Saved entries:
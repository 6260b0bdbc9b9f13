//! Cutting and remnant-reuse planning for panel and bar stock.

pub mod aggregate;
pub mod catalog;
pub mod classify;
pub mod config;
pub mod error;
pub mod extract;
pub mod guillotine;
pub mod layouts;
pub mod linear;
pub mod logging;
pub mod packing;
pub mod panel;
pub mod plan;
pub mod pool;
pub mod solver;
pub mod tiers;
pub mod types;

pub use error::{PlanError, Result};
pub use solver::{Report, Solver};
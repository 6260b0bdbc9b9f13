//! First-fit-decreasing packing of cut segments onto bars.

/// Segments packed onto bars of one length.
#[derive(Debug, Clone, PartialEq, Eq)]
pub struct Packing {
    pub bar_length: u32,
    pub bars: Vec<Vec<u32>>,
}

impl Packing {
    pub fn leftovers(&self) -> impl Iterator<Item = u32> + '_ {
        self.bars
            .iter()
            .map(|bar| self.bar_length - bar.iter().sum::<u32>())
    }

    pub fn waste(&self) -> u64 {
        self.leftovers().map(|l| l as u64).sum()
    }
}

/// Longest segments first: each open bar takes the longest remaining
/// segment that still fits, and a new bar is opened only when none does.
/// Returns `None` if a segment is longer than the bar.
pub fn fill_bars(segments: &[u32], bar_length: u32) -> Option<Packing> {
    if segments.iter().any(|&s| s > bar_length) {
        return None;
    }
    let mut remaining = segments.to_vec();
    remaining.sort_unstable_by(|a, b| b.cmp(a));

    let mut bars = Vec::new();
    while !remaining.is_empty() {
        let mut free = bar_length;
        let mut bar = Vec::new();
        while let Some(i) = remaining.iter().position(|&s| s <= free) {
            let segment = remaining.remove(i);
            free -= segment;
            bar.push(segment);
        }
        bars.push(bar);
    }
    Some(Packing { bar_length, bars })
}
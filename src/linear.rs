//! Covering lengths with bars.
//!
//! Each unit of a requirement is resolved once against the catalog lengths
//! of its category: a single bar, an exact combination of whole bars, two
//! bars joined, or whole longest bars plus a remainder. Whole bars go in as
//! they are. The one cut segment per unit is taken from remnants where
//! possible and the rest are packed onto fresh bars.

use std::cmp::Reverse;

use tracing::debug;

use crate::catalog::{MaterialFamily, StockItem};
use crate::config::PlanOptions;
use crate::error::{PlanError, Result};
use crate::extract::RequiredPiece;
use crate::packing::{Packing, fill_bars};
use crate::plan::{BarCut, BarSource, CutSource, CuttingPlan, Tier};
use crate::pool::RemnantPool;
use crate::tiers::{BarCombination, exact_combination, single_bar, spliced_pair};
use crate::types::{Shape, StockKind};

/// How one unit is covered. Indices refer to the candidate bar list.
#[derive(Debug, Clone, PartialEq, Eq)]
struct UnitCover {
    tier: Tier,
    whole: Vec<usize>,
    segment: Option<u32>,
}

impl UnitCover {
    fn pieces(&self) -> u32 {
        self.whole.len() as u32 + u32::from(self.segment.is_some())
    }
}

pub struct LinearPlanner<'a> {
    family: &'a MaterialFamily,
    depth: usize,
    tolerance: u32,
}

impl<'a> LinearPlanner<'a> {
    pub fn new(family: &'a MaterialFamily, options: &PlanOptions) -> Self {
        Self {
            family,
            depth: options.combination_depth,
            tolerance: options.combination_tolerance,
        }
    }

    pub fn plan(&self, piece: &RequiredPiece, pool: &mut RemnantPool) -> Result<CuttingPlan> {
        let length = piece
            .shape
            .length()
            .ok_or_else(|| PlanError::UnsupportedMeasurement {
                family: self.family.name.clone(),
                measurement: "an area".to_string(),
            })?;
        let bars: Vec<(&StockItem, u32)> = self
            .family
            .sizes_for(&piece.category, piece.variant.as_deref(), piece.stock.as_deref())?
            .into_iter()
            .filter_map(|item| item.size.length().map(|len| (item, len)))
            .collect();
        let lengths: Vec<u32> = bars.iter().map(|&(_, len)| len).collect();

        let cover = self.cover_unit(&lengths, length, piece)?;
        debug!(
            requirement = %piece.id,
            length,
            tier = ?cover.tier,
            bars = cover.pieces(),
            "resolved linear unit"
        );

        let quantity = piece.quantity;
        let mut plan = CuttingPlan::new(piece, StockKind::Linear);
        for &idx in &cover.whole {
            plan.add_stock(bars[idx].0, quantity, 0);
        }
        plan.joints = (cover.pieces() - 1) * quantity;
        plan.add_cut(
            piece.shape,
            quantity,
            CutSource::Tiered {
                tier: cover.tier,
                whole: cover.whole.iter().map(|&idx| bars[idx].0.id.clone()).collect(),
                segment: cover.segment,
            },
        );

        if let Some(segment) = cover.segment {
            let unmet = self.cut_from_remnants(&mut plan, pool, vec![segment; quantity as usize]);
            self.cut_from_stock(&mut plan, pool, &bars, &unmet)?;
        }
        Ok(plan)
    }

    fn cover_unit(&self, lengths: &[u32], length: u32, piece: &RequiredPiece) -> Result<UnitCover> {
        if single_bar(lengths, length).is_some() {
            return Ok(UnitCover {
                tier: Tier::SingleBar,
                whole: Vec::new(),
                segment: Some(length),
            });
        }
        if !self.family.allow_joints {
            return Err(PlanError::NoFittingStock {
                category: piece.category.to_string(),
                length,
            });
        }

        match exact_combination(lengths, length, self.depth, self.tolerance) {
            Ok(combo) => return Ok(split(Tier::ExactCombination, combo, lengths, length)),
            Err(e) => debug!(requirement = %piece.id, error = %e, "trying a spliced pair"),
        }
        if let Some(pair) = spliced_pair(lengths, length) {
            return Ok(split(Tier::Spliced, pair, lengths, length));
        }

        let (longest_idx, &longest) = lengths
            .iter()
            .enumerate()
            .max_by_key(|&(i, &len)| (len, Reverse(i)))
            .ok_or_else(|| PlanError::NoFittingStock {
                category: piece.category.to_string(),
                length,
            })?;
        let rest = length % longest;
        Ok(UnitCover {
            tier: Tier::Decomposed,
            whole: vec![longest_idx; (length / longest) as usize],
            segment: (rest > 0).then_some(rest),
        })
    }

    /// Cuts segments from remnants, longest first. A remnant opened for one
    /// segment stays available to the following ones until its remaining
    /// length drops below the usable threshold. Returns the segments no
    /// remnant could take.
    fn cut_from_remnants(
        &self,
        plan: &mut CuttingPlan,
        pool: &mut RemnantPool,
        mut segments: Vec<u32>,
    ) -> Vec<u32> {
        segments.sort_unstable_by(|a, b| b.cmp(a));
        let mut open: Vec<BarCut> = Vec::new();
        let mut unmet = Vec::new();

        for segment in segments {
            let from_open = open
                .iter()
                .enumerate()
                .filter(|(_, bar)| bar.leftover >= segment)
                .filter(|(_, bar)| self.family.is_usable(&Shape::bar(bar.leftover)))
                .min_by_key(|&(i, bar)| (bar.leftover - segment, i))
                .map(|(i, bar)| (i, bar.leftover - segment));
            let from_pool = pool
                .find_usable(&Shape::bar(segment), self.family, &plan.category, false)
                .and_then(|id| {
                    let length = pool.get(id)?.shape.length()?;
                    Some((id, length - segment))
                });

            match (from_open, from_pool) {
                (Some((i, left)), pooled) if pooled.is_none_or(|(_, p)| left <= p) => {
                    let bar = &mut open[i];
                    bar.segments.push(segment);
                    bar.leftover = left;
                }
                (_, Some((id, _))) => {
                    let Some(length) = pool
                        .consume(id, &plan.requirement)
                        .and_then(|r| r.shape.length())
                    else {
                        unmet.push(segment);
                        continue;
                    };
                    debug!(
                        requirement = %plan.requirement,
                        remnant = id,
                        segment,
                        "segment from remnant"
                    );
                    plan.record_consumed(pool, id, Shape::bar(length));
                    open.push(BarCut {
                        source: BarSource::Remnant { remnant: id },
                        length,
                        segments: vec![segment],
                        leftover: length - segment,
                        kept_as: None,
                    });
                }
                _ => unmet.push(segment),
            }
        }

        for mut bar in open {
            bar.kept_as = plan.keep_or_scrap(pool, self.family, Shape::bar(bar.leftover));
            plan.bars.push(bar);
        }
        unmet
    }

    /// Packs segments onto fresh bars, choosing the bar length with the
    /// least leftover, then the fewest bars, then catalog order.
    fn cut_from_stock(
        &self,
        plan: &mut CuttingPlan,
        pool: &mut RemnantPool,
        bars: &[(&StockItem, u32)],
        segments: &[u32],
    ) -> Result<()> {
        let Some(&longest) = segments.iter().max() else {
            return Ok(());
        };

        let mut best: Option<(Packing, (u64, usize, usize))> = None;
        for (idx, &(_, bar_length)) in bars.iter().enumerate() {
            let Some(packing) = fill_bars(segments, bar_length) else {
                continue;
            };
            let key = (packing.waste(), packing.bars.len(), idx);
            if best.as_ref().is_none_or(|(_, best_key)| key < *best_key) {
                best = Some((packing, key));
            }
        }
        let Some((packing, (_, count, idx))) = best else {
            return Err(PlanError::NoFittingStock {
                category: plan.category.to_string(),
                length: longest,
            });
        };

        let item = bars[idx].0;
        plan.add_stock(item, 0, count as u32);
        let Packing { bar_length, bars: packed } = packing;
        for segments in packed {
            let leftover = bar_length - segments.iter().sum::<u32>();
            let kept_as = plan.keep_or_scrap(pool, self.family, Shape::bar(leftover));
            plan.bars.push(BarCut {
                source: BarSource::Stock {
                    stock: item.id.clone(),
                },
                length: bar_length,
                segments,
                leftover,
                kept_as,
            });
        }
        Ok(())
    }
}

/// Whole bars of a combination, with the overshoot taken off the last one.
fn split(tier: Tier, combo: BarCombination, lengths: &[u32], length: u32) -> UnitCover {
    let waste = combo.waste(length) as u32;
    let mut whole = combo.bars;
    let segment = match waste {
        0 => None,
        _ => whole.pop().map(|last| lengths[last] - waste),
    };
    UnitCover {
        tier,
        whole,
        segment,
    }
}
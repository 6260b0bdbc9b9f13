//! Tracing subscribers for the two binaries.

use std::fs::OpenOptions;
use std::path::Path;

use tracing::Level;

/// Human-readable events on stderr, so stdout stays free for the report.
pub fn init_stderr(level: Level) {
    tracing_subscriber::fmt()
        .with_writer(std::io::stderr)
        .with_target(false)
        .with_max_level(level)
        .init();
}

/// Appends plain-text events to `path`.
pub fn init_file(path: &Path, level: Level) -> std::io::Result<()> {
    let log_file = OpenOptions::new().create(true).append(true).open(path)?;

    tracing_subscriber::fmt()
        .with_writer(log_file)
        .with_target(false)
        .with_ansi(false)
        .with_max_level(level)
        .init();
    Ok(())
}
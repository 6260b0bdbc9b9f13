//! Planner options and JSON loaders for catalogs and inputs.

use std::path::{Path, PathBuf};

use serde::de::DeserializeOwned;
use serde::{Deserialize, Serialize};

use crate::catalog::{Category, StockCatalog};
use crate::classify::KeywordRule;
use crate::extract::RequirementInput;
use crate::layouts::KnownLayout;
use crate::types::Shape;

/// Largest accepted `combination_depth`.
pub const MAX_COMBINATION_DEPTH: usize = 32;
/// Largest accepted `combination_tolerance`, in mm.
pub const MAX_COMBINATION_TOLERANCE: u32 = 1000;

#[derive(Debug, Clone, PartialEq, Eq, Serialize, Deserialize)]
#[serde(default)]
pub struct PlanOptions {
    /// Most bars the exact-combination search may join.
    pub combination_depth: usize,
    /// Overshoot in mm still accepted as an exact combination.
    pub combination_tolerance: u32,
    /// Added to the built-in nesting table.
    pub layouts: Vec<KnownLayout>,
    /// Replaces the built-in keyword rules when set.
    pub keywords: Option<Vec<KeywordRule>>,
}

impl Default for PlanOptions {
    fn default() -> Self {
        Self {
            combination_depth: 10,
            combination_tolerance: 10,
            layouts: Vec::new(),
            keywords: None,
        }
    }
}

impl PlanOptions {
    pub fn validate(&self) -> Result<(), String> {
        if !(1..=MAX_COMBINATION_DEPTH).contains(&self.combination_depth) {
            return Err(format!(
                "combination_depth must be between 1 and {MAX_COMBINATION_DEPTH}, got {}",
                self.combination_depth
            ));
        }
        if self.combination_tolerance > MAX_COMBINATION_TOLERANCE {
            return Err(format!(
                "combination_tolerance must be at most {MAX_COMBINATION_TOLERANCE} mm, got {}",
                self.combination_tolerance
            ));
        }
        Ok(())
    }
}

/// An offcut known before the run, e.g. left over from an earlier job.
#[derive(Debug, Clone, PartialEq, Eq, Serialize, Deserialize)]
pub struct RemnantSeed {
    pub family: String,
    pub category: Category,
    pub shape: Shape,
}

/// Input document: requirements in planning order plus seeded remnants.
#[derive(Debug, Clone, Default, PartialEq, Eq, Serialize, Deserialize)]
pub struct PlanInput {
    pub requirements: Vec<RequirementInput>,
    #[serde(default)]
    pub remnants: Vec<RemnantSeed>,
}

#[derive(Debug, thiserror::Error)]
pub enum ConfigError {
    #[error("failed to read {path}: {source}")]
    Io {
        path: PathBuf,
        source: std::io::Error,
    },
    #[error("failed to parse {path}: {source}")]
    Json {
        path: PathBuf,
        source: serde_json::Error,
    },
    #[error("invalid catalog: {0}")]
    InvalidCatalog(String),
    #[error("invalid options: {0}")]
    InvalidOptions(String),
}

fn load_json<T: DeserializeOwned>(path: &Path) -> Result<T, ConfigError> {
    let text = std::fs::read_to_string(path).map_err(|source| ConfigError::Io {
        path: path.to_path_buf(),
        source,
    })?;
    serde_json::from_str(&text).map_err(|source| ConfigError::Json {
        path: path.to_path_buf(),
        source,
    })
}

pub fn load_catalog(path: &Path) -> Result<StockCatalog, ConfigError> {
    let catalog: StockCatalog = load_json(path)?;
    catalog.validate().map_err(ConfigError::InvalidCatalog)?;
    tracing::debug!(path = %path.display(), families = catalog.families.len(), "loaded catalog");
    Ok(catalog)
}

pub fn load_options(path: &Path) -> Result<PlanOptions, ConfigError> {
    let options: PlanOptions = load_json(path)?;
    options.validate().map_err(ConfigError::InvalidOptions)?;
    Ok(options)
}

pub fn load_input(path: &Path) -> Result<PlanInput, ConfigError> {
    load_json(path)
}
* * *
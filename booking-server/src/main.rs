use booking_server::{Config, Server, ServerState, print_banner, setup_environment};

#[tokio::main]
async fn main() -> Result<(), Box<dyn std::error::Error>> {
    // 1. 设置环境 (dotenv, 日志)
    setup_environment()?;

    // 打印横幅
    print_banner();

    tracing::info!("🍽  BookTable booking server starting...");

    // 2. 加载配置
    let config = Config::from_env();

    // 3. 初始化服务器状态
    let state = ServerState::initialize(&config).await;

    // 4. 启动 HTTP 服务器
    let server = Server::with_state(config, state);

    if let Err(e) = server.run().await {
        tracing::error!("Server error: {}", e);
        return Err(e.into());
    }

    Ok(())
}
---
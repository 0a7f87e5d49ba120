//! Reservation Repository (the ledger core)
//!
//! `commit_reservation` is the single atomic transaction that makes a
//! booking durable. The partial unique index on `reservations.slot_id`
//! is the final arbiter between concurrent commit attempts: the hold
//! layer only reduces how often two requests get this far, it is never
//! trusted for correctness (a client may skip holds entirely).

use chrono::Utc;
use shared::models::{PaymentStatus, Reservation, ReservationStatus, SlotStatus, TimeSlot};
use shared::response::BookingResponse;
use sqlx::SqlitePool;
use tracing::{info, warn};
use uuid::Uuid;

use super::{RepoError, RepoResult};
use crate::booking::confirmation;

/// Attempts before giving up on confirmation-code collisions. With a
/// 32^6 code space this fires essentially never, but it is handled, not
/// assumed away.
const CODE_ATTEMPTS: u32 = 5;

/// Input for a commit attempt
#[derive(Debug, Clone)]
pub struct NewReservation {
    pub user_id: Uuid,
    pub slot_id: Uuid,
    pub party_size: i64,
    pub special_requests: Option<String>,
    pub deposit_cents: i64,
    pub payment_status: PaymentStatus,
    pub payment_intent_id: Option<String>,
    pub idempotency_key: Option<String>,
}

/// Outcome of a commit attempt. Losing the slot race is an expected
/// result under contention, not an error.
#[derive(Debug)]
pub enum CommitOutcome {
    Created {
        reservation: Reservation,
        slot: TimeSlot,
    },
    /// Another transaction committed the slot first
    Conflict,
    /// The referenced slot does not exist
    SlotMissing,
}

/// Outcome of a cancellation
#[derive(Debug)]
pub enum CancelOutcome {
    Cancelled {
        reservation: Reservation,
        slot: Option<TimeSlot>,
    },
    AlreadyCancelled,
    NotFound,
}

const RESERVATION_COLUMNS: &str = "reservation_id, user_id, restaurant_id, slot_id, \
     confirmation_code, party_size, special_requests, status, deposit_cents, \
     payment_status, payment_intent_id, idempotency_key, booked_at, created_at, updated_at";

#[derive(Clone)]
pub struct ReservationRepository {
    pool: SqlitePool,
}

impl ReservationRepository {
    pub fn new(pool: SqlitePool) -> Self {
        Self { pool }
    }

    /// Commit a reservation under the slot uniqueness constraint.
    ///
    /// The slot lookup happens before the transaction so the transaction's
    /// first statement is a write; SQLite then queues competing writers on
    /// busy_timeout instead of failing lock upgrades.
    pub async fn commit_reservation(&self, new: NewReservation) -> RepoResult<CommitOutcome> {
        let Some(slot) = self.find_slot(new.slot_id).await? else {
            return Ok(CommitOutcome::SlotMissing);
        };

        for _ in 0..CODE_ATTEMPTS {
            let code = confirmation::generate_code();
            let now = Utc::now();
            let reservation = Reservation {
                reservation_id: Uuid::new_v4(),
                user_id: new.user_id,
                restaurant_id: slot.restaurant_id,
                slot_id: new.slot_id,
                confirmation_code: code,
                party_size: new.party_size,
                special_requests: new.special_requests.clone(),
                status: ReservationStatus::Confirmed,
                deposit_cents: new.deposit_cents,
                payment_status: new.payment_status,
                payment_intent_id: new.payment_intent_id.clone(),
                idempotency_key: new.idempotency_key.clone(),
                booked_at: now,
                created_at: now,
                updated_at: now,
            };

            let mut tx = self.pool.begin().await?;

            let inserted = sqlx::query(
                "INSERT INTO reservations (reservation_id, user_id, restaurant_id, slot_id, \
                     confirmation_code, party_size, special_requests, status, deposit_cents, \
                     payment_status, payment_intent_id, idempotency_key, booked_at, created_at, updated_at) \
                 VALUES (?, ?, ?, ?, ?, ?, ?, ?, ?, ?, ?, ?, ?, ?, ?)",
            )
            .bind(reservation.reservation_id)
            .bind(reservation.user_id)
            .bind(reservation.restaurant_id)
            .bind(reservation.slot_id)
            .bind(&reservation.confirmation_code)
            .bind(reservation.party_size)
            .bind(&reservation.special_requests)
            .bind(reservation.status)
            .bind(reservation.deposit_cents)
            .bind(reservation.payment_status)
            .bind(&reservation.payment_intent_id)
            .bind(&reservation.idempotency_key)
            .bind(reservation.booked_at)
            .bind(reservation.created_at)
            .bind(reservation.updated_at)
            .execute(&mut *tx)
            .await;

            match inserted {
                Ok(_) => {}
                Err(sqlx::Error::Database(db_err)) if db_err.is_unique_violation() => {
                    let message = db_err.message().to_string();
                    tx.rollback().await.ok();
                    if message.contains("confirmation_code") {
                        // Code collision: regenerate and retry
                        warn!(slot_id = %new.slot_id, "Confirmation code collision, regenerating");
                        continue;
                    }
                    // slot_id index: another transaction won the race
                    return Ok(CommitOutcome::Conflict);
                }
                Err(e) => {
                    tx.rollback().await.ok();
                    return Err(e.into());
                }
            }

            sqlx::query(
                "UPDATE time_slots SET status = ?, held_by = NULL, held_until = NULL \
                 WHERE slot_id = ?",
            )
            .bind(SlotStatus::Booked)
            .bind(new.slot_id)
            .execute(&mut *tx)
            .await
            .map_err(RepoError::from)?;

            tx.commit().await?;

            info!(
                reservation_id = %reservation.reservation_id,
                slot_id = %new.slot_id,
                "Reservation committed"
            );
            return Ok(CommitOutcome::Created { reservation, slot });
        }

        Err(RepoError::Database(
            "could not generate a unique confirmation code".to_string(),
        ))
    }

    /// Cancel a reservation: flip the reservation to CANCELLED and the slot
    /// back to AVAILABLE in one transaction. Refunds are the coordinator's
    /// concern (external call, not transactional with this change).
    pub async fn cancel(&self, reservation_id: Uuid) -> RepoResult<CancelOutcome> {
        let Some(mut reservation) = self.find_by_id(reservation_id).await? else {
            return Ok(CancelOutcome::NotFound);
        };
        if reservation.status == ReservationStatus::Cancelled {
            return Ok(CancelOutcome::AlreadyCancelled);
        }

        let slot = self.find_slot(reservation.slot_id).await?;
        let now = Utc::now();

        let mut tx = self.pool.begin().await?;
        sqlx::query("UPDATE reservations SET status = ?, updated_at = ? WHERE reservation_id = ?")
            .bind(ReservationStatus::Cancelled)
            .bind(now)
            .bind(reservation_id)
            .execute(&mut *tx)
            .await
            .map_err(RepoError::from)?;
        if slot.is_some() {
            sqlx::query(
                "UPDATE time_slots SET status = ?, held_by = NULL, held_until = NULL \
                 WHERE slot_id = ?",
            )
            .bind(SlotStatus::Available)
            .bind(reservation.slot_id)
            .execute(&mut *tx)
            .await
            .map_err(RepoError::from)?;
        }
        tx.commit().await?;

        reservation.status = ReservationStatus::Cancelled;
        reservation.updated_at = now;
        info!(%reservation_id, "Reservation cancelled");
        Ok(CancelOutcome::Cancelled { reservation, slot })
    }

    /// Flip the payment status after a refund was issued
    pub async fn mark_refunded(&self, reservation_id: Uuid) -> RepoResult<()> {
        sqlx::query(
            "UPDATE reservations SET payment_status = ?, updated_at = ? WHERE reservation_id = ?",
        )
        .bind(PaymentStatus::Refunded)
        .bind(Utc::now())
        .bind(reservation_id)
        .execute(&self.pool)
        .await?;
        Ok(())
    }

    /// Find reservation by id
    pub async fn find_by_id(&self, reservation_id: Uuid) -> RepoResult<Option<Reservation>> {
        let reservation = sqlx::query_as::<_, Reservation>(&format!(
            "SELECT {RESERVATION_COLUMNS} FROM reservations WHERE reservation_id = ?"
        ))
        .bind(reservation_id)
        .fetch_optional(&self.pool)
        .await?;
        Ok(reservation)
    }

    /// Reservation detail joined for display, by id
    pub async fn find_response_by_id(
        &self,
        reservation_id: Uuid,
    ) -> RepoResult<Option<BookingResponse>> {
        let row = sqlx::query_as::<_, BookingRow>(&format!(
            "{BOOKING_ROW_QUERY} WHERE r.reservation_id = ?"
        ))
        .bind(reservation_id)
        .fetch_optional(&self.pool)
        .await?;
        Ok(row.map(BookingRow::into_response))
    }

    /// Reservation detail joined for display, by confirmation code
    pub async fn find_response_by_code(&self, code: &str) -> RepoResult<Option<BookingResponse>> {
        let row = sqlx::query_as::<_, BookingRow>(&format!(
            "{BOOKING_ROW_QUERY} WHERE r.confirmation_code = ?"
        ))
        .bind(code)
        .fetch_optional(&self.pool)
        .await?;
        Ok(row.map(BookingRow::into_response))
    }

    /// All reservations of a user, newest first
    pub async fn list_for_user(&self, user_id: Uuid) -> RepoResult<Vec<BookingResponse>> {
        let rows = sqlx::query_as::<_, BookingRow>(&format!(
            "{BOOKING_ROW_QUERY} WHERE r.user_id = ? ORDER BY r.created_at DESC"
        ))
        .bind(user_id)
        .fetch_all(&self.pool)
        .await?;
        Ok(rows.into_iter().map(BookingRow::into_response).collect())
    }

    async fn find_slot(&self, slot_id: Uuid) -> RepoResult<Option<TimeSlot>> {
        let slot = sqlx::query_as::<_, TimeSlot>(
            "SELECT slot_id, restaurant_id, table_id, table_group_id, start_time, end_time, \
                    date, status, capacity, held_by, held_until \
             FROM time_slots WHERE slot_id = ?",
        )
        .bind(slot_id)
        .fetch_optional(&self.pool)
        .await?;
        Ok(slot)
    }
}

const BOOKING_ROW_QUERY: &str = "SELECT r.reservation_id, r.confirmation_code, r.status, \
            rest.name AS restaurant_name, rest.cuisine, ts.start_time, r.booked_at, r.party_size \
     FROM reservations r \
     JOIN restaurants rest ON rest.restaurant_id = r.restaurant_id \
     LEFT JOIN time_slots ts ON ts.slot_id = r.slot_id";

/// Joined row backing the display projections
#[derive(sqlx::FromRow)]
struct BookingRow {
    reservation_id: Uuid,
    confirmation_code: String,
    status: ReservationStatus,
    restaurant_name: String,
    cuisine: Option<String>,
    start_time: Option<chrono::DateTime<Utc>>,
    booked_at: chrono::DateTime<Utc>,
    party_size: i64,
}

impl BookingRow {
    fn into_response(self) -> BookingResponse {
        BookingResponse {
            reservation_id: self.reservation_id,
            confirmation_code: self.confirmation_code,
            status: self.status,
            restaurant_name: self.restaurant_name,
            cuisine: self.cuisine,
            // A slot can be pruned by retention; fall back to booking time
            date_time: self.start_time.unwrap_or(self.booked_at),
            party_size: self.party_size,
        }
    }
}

▶ [PROBLEM STATEMENT] Filter the entries down to the lines with the word "only" in them.

▶ [RESULT]
/// segment that still fits, and a new bar is opened only when none does.
//! layer only reduces how often two requests get this far, it is never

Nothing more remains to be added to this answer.